Impressive Problem-Solving Abilities
The HRM model has demonstrated abilities that challenge even the best LLMs:
-
Complex Sudoku puzzles: HRM solved puzzles that LLMs consistently fail at, thanks to its structured reasoning.
-
Maze path-finding: HRM excelled at identifying optimal paths in maze-like problems.
-
Abstract reasoning: Outperformed ChatGPT and Claude in multi-step logic tests.
These achievements suggest HRM is not just a smaller, cheaper model — but a fundamentally different kind of AI.
Why Brain-Inspired AI Matters
The development of HRM represents a paradigm shift in AI research. For years, progress has been fueled by scaling up LLMs: more parameters, more data, bigger compute. But this arms race is unsustainable — both financially and environmentally.
Brain-inspired models like HRM prove that intelligence isn’t about size, but structure. Just as the human brain achieves incredible reasoning with only 86 billion neurons, HRM achieves remarkable results with a fraction of the resources used by today’s LLM giants.
This opens up exciting possibilities:
-
More efficient AI → Smaller models that require less energy and data.
-
Human-like reasoning → Models that think in structured, adaptive ways.
-
Wider accessibility → Advanced AI tools that don’t require trillion-dollar infrastructure.
Skepticism and Ongoing Research
It’s worth noting that HRM’s research is still preliminary. The study, published on arXiv in June 2025, has not yet been peer-reviewed. While the results are promising, independent verification is essential.
Interestingly, the ARC-AGI benchmark organizers tried to replicate the findings after the researchers open-sourced HRM on GitHub.

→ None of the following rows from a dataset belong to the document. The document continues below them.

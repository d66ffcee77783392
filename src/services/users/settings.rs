use actix_web::{HttpResponse, Result as ActixResult, http::StatusCode};
use tracing::{error, info};

use crate::middlewares::RequestContext;
use crate::models::{
    FormErrors,
    users::{
        entities::User,
        requests::{EmailForm, NameForm, PasswordForm, UpdateUserRequest},
    },
};
use crate::services::{deny, require_user};
use crate::utils::password::{hash_password, verify_password};
use crate::utils::url::user_url;
use crate::views::{self, SettingsPage};

const NOT_YOURS: &str = "You can only change your own settings.";
const UPDATE_FAILED: &str = "There was an error updating your settings, please try again later.";

/// 校验路径用户为当前用户
fn owner_user<'a>(ctx: &'a RequestContext, owner: &str) -> Result<&'a User, HttpResponse> {
    let user = require_user(ctx)?;
    if user.username != owner {
        return Err(deny(ctx, NOT_YOURS));
    }
    Ok(user)
}

fn settings_url(username: &str) -> String {
    format!("{}settings", user_url(username))
}

// 渲染设置页面，可附带某一栏的错误
fn render_settings(
    ctx: &RequestContext,
    status: StatusCode,
    user: &User,
    name_errors: FormErrors,
    email_errors: FormErrors,
    password_errors: FormErrors,
) -> ActixResult<HttpResponse> {
    views::render_status(
        status,
        &SettingsPage {
            page: ctx.page(),
            user: user.clone(),
            base_url: user_url(&user.username),
            name_errors,
            email_errors,
            password_errors,
        },
    )
}

pub fn settings_page(ctx: &RequestContext, owner: &str) -> ActixResult<HttpResponse> {
    let user = match owner_user(ctx, owner) {
        Ok(user) => user,
        Err(resp) => return Ok(resp),
    };
    render_settings(
        ctx,
        StatusCode::OK,
        user,
        FormErrors::default(),
        FormErrors::default(),
        FormErrors::default(),
    )
}

// 执行更新并重定向回设置页
async fn apply_update(
    ctx: &RequestContext,
    user: &User,
    update: UpdateUserRequest,
    success: &str,
) -> ActixResult<HttpResponse> {
    match ctx.storage().update_user(user.user_id, update).await {
        Ok(Some(_)) => {
            info!("User: {} - {}", user.username, success);
            Ok(views::redirect_with_flash(
                &settings_url(&user.username),
                success,
            ))
        }
        Ok(None) => Ok(views::redirect("/login")),
        Err(e) => {
            error!("Failed to update settings for {}: {}", user.username, e);
            Ok(views::redirect_with_flash(
                &settings_url(&user.username),
                UPDATE_FAILED,
            ))
        }
    }
}

pub async fn update_name(
    ctx: &RequestContext,
    owner: &str,
    form: NameForm,
) -> ActixResult<HttpResponse> {
    let user = match owner_user(ctx, owner) {
        Ok(user) => user,
        Err(resp) => return Ok(resp),
    };

    let errors = form.validate();
    if !errors.is_empty() {
        return render_settings(
            ctx,
            StatusCode::BAD_REQUEST,
            user,
            errors,
            FormErrors::default(),
            FormErrors::default(),
        );
    }

    // 空字段保持原值
    let non_blank = |value: String| {
        let value = value.trim().to_string();
        (!value.is_empty()).then_some(value)
    };
    let update = UpdateUserRequest {
        first_name: non_blank(form.first_name),
        last_name: non_blank(form.last_name),
        ..Default::default()
    };
    apply_update(ctx, user, update, "Your name has been updated.").await
}

pub async fn update_email(
    ctx: &RequestContext,
    owner: &str,
    form: EmailForm,
) -> ActixResult<HttpResponse> {
    let user = match owner_user(ctx, owner) {
        Ok(user) => user,
        Err(resp) => return Ok(resp),
    };

    let errors = form.validate();
    if !errors.is_empty() {
        return render_settings(
            ctx,
            StatusCode::BAD_REQUEST,
            user,
            FormErrors::default(),
            errors,
            FormErrors::default(),
        );
    }

    let update = UpdateUserRequest {
        email: Some(form.email.trim().to_string()),
        ..Default::default()
    };
    apply_update(ctx, user, update, "Your email has been updated.").await
}

pub async fn update_password(
    ctx: &RequestContext,
    owner: &str,
    form: PasswordForm,
) -> ActixResult<HttpResponse> {
    let user = match owner_user(ctx, owner) {
        Ok(user) => user,
        Err(resp) => return Ok(resp),
    };

    let mut errors = form.validate();
    if errors.field("current_password").is_empty()
        && !verify_password(&form.current_password, &user.password_hash)
    {
        errors.add("current_password", "Your current password is incorrect.");
    }
    if !errors.is_empty() {
        return render_settings(
            ctx,
            StatusCode::BAD_REQUEST,
            user,
            FormErrors::default(),
            FormErrors::default(),
            errors,
        );
    }

    let password = match hash_password(&form.new_password) {
        Ok(hash) => hash,
        Err(e) => {
            error!("Failed to hash password for {}: {}", user.username, e);
            return Ok(views::redirect_with_flash(
                &settings_url(&user.username),
                UPDATE_FAILED,
            ));
        }
    };
    let update = UpdateUserRequest {
        password: Some(password),
        ..Default::default()
    };
    apply_update(ctx, user, update, "Your password has been updated.").await
}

They confirmed the performance numbers but noted a surprising twist:
-
The hierarchical architecture itself had less impact than expected.
-
The real boost came from a refinement process during training, which wasn’t fully documented.
This raises questions about whether HRM’s success comes from its brain-like design or clever training strategies.

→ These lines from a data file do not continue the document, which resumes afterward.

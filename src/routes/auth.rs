use actix_web::{HttpResponse, Result as ActixResult, web};
use once_cell::sync::Lazy;

use crate::middlewares::RequestContext;
use crate::models::auth::requests::{LoginForm, RegistrationForm};
use crate::services::AuthService;

// 懒加载的全局 AuthService 实例
static AUTH_SERVICE: Lazy<AuthService> = Lazy::new(AuthService::new_lazy);

pub async fn join_page(ctx: RequestContext) -> ActixResult<HttpResponse> {
    AUTH_SERVICE.join_page(&ctx).await
}

pub async fn register(
    ctx: RequestContext,
    form: web::Form<RegistrationForm>,
) -> ActixResult<HttpResponse> {
    AUTH_SERVICE.register(&ctx, form.into_inner()).await
}

pub async fn login_page(ctx: RequestContext) -> ActixResult<HttpResponse> {
    AUTH_SERVICE.login_page(&ctx).await
}

pub async fn login(ctx: RequestContext, form: web::Form<LoginForm>) -> ActixResult<HttpResponse> {
    AUTH_SERVICE.login(&ctx, form.into_inner()).await
}

pub async fn logout(ctx: RequestContext) -> ActixResult<HttpResponse> {
    AUTH_SERVICE.logout(&ctx).await
}

// 配置路由
pub fn configure_auth_routes(cfg: &mut web::ServiceConfig) {
    cfg.service(
        web::resource("/join")
            .route(web::get().to(join_page))
            .route(web::post().to(register)),
    )
    .service(
        web::resource("/login")
            .route(web::get().to(login_page))
            .route(web::post().to(login)),
    )
    .route("/logout", web::get().to(logout));
}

Implications for the Future of AI
If HRM lives up to its promise, it could reshape the entire AI landscape:
-
Redefining AGI Pathways → Instead of endlessly scaling LLMs, researchers may shift toward cognitive-inspired architectures.
-
Smarter Problem-Solving Tools → AI that can reason deeply, not just predict text, could revolutionize science, medicine, engineering, and law.
-
Ethical Opportunities → Smaller, efficient models reduce environmental impact and democratize access, making advanced AI available to smaller labs, startups, and developing nations.
-
Challenges for Big Tech → Companies like OpenAI, Anthropic, and Google may need to rethink their reliance on parameter scaling.
Conclusion: A New Era of Human-Like AI
The creation of the Hierarchical Reasoning Model marks a turning point in AI research. By mimicking the multi-layered processing of the human brain, HRM demonstrates that smaller, smarter systems can outperform trillion-parameter giants in reasoning tasks.
While still in its early stages and awaiting peer review, HRM’s success hints at a new direction for AI: one where architecture and reasoning matter more than raw size.
As AI continues to advance toward Artificial General Intelligence, brain-inspired approaches like HRM may hold the key to building systems that don’t just talk like humans — but think like them too.